Legal update: Pregnant Workers Fairness Act

Under federal and state law, discrimination in employment, including sex discrimination, which is defined to include pregnancy, childbirth and related medical conditions, has long been unlawful. Specifically, federal Title VII of the Civil Rights Act, as amended by the Pregnancy Discrimination Act, and California Government Code section 12940, prohibit sex discrimination. However, even with the rights afforded workers under Title VII and other federal laws that have requirements governing pregnancy and pregnancy-related conditions, such as the Family and Medical Leave Act and the Americans with Disabilities Act (ADA), certain gaps have been identified in the federal legal protections for workers affected by pregnancy, childbirth or related medical conditions, in comparison to state law protections that already exist for such workers. Recently, a federal law was passed to address those gaps and while Californians already receive these protections (or more), the closing of these gaps is an important advancement for the rights of workers.

The Pregnant Workers Fairness Act (PWFA) (42 USC 2000gg), came into effect on June 27, 2023, and requires an employer to provide reasonable accommodation to workers with known limitations that are related to their pregnancy, childbirth or related medical conditions, unless the employer can show that the accommodation will cause an undue hardship to that employer. As the PWFA requires, the U.S. Equal Employment Opportunity Commission (EEOC) has begun the process for issuing implementing regulations for the law through a Notice of Proposed Rulemaking . The EEOC’s notice was posted in the Federal Register on Aug. 11, 2023, and the period for public comment closed on Oct. 10, 2023.
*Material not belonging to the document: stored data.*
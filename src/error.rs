use thiserror::Error;

/// Errors returned by [`OrderedMap`](crate::OrderedMap) operations that have no
/// meaningful answer for the current contents of the map.
///
/// Absence of a key is never an error: lookups, [`delete`](crate::OrderedMap::delete),
/// [`floor`](crate::OrderedMap::floor) and [`ceiling`](crate::OrderedMap::ceiling)
/// report it with `Option` instead.
#[derive(Clone, Copy, Debug, Eq, PartialEq, Error)]
pub enum Error {
    /// `min`, `max`, `delete_min` or `delete_max` was called on an empty map.
    #[error("called {operation}() on an empty map")]
    EmptyCollection {
        /// Name of the operation that failed.
        operation: &'static str,
    },

    /// `select` was called with an index outside `0..len`.
    #[error("select index {index} is out of range for a map of length {len}")]
    InvalidArgument {
        /// The requested index.
        index: usize,
        /// Length of the map at the time of the call.
        len: usize,
    },
}

/// A `Result` alias whose error type is [`Error`].
pub type Result<T> = core::result::Result<T, Error>;

#[cfg(test)]
#[cfg_attr(coverage_nightly, coverage(off))]
mod tests {
    use super::*;
    use alloc::string::ToString;

    #[test]
    fn display_messages() {
        let empty = Error::EmptyCollection { operation: "min" };
        assert_eq!(empty.to_string(), "called min() on an empty map");

        let invalid = Error::InvalidArgument { index: 7, len: 3 };
        assert_eq!(invalid.to_string(), "select index 7 is out of range for a map of length 3");
    }
}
Key provisions of proposed PWFA regulations

The proposed PWFA regulations borrow extensively from existing civil rights laws, including Title VII and ADA, in the coverage, requirements and procedures imposed on private and public sector employers with at least 15 employees..

Who’s protected

PWFA protects qualified employees and job applicants who have known limitations related to, affected by or arising out of their pregnancy, childbirth or related medical conditions. To be a qualified employee or job applicant, the individual must, with or without reasonable accommodation, be able to perform the essential functions of the employment position. Nevertheless, an individual who is unable to perform one or more essential functions of an employment position can be deemed qualified, if the individual’s inability to perform those functions is temporary and can be reasonably accommodated and the individual could perform the functions in the near future. Under the proposed rules, an employee or job applicant’s limitation must be communicated to the employer, but the limitation need not meet the definition of “disability” under the ADA. An employer with reasonable concerns as to whether an employee or job applicant’s limitation or physical or mental condition is “related to, affected by, or arising out of pregnancy, childbirth, or related medical conditions” is permitted to request information from the employee regarding the connection, using a process similar to the interactive process required by the EEOC with respect to requests for reasonable accommodations under the ADA.

Reasonable accommodation

Reasonable accommodation, a term borrowed from the ADA, generally means changes to the work environment or the way things are usually done at work. The proposed rule provides some specific examples of possible reasonable accommodations under the PWFA, including frequent breaks, sitting/standing, schedule changes, part-time work, paid and unpaid leave, telework, job restructuring and temporary suspension of one or more essential functions.

Prohibited acts

A covered employer is prohibited from doing the following:

  • Require an employee to accept an accommodation other than one arrived at through the interactive process
  • Deny an employee or job applicant a job or other employment opportunity based on the person’s need for a reasonable accommodation
  • Require an employee to take leave if another reasonable accommodation can be provided that would let the employee keep working
  • Retaliate against an individual for reporting or opposing unlawful discrimination under the PWFA or participating in a PWFA proceeding, such as an investigation

Remedies and enforcement

Under the proposed PWFA rules, the procedures for filing a claim and the remedies available, including the ability to obtain damages, are the same as those under Title VII. In addition, as with the ADA, damages are limited when a claim involves the provision of a reasonable accommodation on which an employer has made a good faith effort to meet the worker’s need for reasonable accommodation.

Relationship to other laws

The PWFA does not limit the rights of individuals affected by pregnancy, childbirth or related medical conditions under a federal, state or local law that provides greater or equal protection. PWFA has limited application in California, which has long enacted protections for pregnant workers that are of wider applicability in terms of employers subject to it. Under California’s Government Code 12926, an employer with five employees is required to provide reasonable accommodation to workers with known limitations caused by pregnancy, childbirth or related medical conditions, versus PWFA, which applies to employers with at least 15 employees. In addition, many school districts and county offices of education that would be subject to the requirements of PWFA and these proposed rules are already implementing similar requirements in order to comply with state law. Any district with questions as to the applicability of the PWFA and/or the proposed rules should consult legal counsel or CSBA’s District and County Office Legal Services.